- _WORK ORDER_
Below are some records; state how many of their lines contain the word "PaxelOscillator", and add nothing.

- _TASK INPUT_
════════════════

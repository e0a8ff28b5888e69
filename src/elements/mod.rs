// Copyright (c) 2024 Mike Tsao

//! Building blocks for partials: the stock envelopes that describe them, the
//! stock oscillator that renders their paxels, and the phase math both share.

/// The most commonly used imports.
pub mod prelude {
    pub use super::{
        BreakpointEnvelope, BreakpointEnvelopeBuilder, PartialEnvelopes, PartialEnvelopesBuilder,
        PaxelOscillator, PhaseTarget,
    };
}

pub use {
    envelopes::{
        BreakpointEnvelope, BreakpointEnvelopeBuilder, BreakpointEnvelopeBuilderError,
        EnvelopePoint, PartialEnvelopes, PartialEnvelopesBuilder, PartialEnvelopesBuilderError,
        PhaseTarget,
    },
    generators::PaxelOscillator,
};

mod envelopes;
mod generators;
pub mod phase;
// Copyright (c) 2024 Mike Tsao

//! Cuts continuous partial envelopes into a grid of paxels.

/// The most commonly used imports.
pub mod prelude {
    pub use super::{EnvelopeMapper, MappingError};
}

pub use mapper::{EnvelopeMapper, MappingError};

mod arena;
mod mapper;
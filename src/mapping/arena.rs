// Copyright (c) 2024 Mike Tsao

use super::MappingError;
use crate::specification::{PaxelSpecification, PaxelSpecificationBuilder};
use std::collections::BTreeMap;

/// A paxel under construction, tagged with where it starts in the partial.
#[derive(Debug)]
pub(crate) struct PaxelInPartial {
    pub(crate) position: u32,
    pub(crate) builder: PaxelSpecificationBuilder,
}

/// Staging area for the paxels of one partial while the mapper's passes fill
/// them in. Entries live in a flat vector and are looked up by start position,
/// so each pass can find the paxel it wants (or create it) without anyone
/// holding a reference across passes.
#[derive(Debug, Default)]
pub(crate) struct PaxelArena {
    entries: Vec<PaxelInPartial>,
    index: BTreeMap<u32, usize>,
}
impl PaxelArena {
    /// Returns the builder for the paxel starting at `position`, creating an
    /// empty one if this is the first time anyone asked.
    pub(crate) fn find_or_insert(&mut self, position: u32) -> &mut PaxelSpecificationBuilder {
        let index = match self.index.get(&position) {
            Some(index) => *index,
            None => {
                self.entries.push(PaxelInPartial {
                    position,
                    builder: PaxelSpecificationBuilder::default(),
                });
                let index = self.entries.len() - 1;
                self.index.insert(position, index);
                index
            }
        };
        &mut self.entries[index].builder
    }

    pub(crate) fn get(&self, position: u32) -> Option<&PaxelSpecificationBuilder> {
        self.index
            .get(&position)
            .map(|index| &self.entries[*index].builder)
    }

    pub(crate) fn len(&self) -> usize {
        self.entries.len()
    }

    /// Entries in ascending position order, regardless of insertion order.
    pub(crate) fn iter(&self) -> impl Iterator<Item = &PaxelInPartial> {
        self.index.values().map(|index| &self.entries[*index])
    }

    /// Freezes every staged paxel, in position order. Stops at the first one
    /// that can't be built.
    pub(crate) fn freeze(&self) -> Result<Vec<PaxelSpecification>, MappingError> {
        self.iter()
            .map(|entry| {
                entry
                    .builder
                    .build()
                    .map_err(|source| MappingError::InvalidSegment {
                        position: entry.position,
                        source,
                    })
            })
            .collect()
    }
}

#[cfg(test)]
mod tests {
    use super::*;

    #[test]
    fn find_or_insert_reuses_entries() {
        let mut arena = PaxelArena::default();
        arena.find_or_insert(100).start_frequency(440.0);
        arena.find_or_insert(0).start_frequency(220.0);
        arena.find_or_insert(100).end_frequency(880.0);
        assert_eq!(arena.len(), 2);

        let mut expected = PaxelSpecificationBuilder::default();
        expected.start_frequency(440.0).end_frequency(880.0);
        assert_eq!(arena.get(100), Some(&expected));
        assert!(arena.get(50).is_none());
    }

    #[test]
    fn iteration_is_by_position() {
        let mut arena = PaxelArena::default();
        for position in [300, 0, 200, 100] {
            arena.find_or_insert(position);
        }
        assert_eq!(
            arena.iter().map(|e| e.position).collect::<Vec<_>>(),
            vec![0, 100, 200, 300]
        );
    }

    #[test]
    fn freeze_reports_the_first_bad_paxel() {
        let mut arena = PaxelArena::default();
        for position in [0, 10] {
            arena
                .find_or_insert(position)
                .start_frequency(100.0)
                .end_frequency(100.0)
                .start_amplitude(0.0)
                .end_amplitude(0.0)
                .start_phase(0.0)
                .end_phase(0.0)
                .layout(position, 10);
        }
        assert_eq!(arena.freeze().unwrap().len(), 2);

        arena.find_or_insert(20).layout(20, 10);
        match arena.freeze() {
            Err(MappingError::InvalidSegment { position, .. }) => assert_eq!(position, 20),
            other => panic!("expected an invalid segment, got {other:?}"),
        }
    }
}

════════════════

- _EXERCISE RESULT_
2